* Directions for this task: Among the entries that follow, find every line with the word "main" and list it.

+++

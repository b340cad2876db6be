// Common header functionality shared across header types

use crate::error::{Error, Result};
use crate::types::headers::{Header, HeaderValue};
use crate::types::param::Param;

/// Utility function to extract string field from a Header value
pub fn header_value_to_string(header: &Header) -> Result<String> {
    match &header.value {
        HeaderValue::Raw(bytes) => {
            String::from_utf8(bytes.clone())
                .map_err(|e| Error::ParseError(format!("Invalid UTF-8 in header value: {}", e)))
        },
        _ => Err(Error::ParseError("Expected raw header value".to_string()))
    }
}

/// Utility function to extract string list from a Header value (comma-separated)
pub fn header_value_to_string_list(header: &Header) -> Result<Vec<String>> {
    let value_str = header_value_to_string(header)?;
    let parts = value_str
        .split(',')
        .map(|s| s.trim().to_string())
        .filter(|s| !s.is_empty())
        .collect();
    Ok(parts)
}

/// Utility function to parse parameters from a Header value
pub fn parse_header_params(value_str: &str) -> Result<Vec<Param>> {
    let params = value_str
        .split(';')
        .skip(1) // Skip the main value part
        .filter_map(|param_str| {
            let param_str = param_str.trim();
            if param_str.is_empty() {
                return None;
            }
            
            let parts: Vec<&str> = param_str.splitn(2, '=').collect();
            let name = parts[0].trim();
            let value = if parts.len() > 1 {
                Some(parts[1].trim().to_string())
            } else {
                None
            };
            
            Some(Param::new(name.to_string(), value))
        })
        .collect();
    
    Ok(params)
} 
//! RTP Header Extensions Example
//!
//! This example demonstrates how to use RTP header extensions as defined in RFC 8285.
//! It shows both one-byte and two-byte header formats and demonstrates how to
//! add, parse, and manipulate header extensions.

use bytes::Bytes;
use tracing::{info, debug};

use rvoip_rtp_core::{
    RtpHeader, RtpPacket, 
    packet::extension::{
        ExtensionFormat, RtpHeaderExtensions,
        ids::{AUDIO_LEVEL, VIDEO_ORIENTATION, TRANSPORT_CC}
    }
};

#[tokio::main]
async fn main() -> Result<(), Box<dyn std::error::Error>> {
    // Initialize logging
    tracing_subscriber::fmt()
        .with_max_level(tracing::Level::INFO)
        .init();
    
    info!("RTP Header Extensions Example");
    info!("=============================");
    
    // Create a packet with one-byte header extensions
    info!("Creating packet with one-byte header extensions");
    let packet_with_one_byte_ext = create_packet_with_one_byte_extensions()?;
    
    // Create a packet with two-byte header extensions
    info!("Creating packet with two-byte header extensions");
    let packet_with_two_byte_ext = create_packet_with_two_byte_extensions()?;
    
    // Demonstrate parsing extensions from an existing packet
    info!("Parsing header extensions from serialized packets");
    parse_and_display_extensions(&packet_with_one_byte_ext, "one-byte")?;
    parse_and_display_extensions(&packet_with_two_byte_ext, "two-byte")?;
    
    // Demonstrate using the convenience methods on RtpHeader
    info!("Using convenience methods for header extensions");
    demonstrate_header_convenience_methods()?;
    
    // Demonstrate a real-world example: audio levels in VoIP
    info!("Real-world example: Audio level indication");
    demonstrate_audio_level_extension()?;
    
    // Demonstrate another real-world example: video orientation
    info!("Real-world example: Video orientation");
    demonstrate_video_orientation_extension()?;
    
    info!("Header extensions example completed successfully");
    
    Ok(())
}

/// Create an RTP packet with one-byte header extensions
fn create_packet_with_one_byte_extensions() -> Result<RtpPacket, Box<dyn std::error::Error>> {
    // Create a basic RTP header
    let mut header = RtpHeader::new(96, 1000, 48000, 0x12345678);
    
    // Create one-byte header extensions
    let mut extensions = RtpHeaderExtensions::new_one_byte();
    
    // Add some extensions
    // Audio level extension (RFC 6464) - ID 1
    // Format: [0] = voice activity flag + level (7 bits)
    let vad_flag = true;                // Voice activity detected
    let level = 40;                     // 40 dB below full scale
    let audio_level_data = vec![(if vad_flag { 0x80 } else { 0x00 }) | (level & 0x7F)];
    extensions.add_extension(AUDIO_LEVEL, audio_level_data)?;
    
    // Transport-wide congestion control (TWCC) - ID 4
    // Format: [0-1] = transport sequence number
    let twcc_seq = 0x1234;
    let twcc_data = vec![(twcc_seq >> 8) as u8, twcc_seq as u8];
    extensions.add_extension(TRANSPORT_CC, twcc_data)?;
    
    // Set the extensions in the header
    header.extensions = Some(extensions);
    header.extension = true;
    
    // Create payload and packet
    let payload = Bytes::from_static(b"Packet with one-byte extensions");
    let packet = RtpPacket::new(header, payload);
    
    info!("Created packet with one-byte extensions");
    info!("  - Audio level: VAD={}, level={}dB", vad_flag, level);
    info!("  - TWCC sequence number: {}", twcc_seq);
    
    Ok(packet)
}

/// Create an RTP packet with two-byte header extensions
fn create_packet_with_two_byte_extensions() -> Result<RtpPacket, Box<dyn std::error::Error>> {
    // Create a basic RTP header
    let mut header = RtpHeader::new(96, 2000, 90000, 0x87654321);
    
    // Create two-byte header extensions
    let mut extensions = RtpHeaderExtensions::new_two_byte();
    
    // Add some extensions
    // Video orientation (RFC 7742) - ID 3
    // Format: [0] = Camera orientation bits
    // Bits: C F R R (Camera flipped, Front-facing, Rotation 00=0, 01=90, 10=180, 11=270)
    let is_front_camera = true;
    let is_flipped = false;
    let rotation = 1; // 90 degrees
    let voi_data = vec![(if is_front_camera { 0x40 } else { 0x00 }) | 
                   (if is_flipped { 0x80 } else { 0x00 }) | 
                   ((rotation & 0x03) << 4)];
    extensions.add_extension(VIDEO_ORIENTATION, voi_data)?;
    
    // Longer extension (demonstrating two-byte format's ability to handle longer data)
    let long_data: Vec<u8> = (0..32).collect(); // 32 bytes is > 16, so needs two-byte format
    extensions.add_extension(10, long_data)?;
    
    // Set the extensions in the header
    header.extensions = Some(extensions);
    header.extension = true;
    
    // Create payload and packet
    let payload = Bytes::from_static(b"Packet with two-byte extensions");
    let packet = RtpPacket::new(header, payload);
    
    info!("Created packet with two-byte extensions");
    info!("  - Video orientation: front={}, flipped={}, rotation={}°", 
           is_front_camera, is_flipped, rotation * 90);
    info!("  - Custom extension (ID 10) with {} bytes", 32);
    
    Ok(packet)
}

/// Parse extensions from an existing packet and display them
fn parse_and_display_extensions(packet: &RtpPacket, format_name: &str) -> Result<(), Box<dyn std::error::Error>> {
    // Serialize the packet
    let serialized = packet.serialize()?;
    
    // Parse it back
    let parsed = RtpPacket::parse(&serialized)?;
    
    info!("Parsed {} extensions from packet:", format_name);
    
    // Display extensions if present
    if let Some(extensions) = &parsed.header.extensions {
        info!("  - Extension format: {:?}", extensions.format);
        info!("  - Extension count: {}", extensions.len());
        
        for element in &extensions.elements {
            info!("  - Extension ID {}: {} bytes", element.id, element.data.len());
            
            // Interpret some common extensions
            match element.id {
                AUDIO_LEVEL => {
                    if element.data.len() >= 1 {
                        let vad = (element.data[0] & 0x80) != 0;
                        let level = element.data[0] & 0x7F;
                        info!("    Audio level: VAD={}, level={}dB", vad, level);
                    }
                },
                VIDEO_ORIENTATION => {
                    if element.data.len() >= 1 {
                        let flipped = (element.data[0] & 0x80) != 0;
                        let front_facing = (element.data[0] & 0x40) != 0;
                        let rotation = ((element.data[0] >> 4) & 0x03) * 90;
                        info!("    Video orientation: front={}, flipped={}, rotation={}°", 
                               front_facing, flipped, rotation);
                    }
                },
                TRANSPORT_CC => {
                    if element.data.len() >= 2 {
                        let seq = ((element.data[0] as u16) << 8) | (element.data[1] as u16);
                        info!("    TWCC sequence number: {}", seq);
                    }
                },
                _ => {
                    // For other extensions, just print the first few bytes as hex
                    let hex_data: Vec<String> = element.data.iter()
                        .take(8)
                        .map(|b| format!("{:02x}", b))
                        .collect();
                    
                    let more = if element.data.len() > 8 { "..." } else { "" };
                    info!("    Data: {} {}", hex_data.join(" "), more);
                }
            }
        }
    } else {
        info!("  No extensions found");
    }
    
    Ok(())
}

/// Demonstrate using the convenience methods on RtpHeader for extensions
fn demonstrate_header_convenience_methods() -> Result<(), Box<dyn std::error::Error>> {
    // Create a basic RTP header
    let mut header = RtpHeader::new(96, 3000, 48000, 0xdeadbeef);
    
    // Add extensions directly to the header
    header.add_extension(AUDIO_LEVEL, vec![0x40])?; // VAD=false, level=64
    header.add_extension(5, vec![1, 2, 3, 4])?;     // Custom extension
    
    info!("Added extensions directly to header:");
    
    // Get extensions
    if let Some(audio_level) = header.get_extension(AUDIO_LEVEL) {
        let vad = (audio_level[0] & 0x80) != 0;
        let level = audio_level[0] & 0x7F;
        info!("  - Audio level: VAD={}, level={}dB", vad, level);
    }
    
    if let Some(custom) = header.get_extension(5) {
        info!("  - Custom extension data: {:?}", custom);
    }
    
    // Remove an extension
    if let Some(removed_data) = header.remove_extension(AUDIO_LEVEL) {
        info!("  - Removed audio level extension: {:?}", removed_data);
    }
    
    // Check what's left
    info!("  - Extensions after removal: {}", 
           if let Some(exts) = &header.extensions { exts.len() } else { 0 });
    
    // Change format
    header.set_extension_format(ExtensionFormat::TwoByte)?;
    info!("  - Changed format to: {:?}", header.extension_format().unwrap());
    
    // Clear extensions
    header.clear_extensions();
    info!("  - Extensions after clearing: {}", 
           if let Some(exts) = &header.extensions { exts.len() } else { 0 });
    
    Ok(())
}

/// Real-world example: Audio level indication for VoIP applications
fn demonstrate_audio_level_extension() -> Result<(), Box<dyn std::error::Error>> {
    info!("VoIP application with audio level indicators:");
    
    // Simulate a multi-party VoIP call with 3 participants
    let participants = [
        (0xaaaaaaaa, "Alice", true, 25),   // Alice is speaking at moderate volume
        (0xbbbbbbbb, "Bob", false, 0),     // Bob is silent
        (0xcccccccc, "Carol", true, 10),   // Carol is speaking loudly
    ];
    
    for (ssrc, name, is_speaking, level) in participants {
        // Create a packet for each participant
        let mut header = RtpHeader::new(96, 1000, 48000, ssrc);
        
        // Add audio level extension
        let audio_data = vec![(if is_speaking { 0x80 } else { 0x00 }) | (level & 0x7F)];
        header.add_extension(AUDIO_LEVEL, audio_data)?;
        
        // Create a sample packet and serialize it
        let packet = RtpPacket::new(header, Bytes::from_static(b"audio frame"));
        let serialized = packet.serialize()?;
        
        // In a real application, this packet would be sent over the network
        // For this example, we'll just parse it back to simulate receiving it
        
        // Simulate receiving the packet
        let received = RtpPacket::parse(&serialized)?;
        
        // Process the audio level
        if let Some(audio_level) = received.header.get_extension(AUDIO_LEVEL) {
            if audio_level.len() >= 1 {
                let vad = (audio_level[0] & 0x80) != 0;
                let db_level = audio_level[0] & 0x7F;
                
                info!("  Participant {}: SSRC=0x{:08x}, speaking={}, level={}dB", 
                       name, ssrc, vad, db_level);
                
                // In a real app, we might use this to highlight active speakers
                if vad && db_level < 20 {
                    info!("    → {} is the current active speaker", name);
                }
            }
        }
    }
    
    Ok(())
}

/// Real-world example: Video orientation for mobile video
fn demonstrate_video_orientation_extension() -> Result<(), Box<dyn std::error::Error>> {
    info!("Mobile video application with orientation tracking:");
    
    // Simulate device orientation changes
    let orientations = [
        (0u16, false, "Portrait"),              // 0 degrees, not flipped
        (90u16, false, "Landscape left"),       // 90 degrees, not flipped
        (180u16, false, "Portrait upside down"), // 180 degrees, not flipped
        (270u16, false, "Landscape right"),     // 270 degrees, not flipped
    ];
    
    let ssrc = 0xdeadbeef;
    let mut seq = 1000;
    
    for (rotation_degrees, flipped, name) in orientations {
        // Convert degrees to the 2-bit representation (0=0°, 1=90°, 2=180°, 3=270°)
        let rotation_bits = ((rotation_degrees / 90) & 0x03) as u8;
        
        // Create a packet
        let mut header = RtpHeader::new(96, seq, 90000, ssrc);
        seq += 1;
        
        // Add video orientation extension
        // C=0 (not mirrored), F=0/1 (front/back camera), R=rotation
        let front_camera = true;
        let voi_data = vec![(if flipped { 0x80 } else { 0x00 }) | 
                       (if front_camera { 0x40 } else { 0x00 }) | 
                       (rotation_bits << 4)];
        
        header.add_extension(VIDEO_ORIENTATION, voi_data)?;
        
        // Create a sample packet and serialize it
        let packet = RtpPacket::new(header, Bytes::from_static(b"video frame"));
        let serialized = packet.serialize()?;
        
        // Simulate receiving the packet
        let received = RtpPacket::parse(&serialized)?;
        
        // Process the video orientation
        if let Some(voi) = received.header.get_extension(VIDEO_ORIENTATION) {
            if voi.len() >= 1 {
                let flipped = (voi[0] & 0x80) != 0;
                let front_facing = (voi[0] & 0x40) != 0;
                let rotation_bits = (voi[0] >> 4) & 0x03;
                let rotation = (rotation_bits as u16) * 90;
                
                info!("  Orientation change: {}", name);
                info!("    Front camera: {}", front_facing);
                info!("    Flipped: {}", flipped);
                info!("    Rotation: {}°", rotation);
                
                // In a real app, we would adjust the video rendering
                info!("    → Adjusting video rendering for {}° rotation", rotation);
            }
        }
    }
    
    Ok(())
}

+++

* Task result:
        .skip(1) // Skip the main value part
#[tokio::main]
async fn main() -> Result<(), Box<dyn std::error::Error>> {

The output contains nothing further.